Work item — Scan the entries for the word "HashMap" and return every line that has it.

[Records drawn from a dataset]
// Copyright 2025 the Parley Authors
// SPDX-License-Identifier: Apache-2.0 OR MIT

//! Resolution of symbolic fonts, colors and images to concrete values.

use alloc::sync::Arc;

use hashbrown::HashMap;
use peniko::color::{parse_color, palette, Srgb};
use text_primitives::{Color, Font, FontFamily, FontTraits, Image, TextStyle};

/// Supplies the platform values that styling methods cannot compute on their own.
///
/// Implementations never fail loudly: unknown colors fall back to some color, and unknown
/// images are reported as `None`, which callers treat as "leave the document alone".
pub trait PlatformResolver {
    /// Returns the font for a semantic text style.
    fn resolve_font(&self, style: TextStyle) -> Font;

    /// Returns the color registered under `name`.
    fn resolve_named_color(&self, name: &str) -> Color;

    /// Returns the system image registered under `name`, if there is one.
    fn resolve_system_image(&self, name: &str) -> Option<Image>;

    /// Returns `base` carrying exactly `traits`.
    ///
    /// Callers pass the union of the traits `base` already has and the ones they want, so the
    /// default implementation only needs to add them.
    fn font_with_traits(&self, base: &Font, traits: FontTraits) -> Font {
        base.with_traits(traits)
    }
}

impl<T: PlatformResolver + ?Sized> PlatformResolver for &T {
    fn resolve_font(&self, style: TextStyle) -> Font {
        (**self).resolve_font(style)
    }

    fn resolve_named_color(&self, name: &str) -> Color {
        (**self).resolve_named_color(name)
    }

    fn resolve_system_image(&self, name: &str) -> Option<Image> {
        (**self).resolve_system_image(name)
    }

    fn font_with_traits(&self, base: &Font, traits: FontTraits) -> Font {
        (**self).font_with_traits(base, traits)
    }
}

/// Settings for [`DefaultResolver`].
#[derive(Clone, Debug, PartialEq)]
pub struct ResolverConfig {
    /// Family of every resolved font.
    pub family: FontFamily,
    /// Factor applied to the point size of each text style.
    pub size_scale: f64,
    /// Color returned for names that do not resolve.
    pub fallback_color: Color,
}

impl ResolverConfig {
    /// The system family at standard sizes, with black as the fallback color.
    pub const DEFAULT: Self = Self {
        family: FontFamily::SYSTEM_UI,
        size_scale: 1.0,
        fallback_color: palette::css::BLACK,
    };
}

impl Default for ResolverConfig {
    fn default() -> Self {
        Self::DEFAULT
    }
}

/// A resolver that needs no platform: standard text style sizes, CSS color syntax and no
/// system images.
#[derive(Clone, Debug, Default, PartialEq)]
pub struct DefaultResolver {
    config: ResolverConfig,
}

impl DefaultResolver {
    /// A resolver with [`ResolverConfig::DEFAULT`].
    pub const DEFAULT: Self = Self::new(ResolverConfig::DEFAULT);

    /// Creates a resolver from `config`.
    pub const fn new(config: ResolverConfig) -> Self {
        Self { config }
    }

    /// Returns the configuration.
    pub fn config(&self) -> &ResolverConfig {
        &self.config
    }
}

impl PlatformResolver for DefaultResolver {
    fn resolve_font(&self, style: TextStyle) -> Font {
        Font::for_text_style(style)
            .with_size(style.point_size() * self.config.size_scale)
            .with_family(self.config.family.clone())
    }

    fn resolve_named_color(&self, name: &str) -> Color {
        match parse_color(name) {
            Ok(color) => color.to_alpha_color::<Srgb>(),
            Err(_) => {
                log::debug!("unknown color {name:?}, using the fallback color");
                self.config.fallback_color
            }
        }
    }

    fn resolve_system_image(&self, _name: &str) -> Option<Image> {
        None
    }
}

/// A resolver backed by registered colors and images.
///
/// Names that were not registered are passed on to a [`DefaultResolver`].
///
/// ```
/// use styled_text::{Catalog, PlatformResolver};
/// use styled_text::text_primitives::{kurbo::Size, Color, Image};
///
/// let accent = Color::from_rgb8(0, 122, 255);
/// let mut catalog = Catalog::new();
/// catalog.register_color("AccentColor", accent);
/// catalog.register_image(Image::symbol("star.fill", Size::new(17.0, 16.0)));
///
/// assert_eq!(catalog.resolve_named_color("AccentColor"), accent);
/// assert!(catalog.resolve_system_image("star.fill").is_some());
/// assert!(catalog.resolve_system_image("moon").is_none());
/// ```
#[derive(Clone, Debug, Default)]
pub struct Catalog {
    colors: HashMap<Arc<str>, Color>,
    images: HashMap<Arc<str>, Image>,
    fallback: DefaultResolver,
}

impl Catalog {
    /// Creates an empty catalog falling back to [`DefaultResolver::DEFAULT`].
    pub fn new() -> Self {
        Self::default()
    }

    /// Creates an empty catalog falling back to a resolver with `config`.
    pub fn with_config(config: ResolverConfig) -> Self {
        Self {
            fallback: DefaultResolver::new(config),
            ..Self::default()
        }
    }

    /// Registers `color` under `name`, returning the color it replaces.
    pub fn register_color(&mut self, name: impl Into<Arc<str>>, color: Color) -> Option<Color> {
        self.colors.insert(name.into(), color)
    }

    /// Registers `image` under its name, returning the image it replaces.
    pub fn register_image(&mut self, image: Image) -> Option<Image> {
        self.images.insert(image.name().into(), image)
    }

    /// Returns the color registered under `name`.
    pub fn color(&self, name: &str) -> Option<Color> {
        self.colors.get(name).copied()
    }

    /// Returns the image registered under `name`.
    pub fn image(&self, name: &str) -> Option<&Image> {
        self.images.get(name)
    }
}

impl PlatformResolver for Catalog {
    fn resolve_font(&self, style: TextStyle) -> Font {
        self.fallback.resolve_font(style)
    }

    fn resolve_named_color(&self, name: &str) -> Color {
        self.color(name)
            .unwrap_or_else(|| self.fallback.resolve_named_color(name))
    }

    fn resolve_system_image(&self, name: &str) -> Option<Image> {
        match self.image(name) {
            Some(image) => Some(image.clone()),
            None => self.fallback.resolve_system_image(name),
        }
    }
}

Response to this exercise —
use hashbrown::HashMap;
    colors: HashMap<Arc<str>, Color>,
    images: HashMap<Arc<str>, Image>,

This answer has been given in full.